Loeb explained that “we would not receive any advance warning before this cosmic disaster hit us in the face because no precursor signal can move faster than light to alert us to the risk… We would never know what hit us.”
Dr. Loeb: Or How I Learned to Stop Worrying and Make Peace With Alien Overlords
What should we do in the — admittedly unlikely — face of total annihilation? According to Loeb, we should aim to engage in interstellar diplomacy — a task for Space Force perhaps? — as soon as we make any type of contact with an alien species.
“One way to avoid a cosmic catastrophe of this type is to establish an interstellar treaty, similar to the Nuclear Test Ban Treaty, signed first in 1963 by the governments of the Soviet Union, the United Kingdom, and the United States,” Loeb explained.
It’s no doubt unnecessary to state that we have not made any type of contact with alien life — unless conspiracy theorists are to be believed and our governments are hiding the truth from us all. Still, scientists have recently stated that they believe we may find signs of life on other planets within the next decade thanks to the James Webb Space Telescope.

Loeb, himself, is known for having been one of the only prominent astronomers to insist that the ‘Oumuamua asteroid in 2019 was, in fact, an alien spaceship, rather than an interstellar space rock.

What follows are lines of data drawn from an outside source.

use httpmock::prelude::*;
use httpmock::MockServer;

/// Start a fresh `httpmock::MockServer` instance for use in unit tests.
pub fn start_mock_server() -> MockServer {
    MockServer::start()
}

/// A mock origin serving each `(path, body)` pair with status 200.
pub fn asset_server(assets: &[(&str, &str)]) -> MockServer {
    let server = start_mock_server();
    for (path, body) in assets {
        server.mock(|when, then| {
            when.method(GET).path(*path);
            then.status(200).body(*body);
        });
    }
    server
}
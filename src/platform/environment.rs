//! Runtime environment detection and build-time configuration lookup.
//!
//! Settings and the precache manifest can be injected three ways: a JSON value placed on
//! the worker's global object by the build (`__NEXCARD_SW_SETTINGS__`, `__WB_MANIFEST`),
//! an environment variable holding inline JSON, or an environment variable pointing at a
//! JSON file.

use std::env;
use std::fs;
#[cfg(not(target_arch = "wasm32"))]
use std::path::Path;

use serde_json::Value;

pub const SETTINGS_GLOBAL: &str = "__NEXCARD_SW_SETTINGS__";
pub const SETTINGS_ENV: &str = "NEXCARD_SW_SETTINGS";
pub const MANIFEST_GLOBAL: &str = "__WB_MANIFEST";
pub const MANIFEST_ENV: &str = "NEXCARD_SW_PRECACHE_MANIFEST";

/// Returns the injected worker settings object, if any.
pub fn injected_settings() -> Option<Value> {
    value_from_global(SETTINGS_GLOBAL)
        .filter(Value::is_object)
        .or_else(|| value_from_env(SETTINGS_ENV).filter(Value::is_object))
}

/// Returns the injected precache manifest array, if any.
pub fn injected_manifest() -> Option<Value> {
    value_from_global(MANIFEST_GLOBAL)
        .filter(Value::is_array)
        .or_else(|| value_from_env(MANIFEST_ENV).filter(Value::is_array))
}

fn value_from_env(name: &str) -> Option<Value> {
    let raw = env::var(name).ok()?;
    parse_config_source(&raw)
}

#[cfg(all(target_arch = "wasm32", feature = "wasm-web"))]
fn value_from_global(name: &str) -> Option<Value> {
    use wasm_bindgen::JsValue;

    let global = js_sys::global();
    let value = js_sys::Reflect::get(&global, &JsValue::from_str(name)).ok()?;
    if value.is_null() || value.is_undefined() {
        return None;
    }
    let serialized = js_sys::JSON::stringify(&value).ok()?.as_string()?;
    serde_json::from_str(&serialized).ok()
}

#[cfg(not(all(target_arch = "wasm32", feature = "wasm-web")))]
fn value_from_global(_name: &str) -> Option<Value> {
    None
}

fn parse_config_source(raw: &str) -> Option<Value> {
    if let Ok(json) = serde_json::from_str::<Value>(raw) {
        return Some(json);
    }

    let path = treat_as_path(raw)?;
    let contents = fs::read_to_string(path).ok()?;
    serde_json::from_str::<Value>(&contents).ok()
}

#[cfg(not(target_arch = "wasm32"))]
fn treat_as_path(raw: &str) -> Option<String> {
    let trimmed = raw.trim();
    if Path::new(trimmed).exists() {
        Some(trimmed.to_string())
    } else {
        None
    }
}

#[cfg(target_arch = "wasm32")]
fn treat_as_path(_raw: &str) -> Option<String> {
    None
}

/// Returns `true` when running inside a `ServiceWorkerGlobalScope`.
pub fn is_service_worker_scope() -> bool {
    #[cfg(all(target_arch = "wasm32", feature = "wasm-web"))]
    {
        use wasm_bindgen::JsCast;
        js_sys::global()
            .dyn_into::<web_sys::ServiceWorkerGlobalScope>()
            .is_ok()
    }

    #[cfg(not(all(target_arch = "wasm32", feature = "wasm-web")))]
    {
        false
    }
}

#[cfg(test)]
mod tests {
    use super::*;

    #[test]
    fn parse_config_source_accepts_files_and_json() {
        let json = parse_config_source("{\"scope\":\"/app/\"}").unwrap();
        assert_eq!(json["scope"], "/app/");

        let mut path = std::env::temp_dir();
        path.push(format!(
            "nexcard_sw_manifest_{}.json",
            std::time::SystemTime::now()
                .duration_since(std::time::UNIX_EPOCH)
                .unwrap()
                .as_nanos()
        ));
        fs::write(&path, "[{\"url\":\"/index.html\",\"revision\":\"1\"}]").unwrap();
        let path_str = path.to_string_lossy().to_string();
        let file_json = parse_config_source(&path_str).unwrap();
        assert_eq!(file_json[0]["url"], "/index.html");
        let _ = fs::remove_file(path);
    }

    #[test]
    fn unknown_sources_are_ignored() {
        assert!(parse_config_source("definitely-not-a-file.json").is_none());
        assert!(!is_service_worker_scope());
    }
}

It’s worth noting that, in his op-ed, Loeb explained that, with our current technology, we would require a linear collider 10,000 light-years in length to generate electron collisions at Planck energies. So any alien civilization within this hypothetical scenario would have to be incredibly advanced.
As the Fermi paradox makes abundantly clear, other theoretical alien civilizations have had plenty of time to become incredibly advanced when compared to the human race.
The same paradox also highlights the fact that we would probably have seen signs of such an advanced civilization, if it did exist — especially if that civilization was building a collider even a fraction of the size required with our current technologies.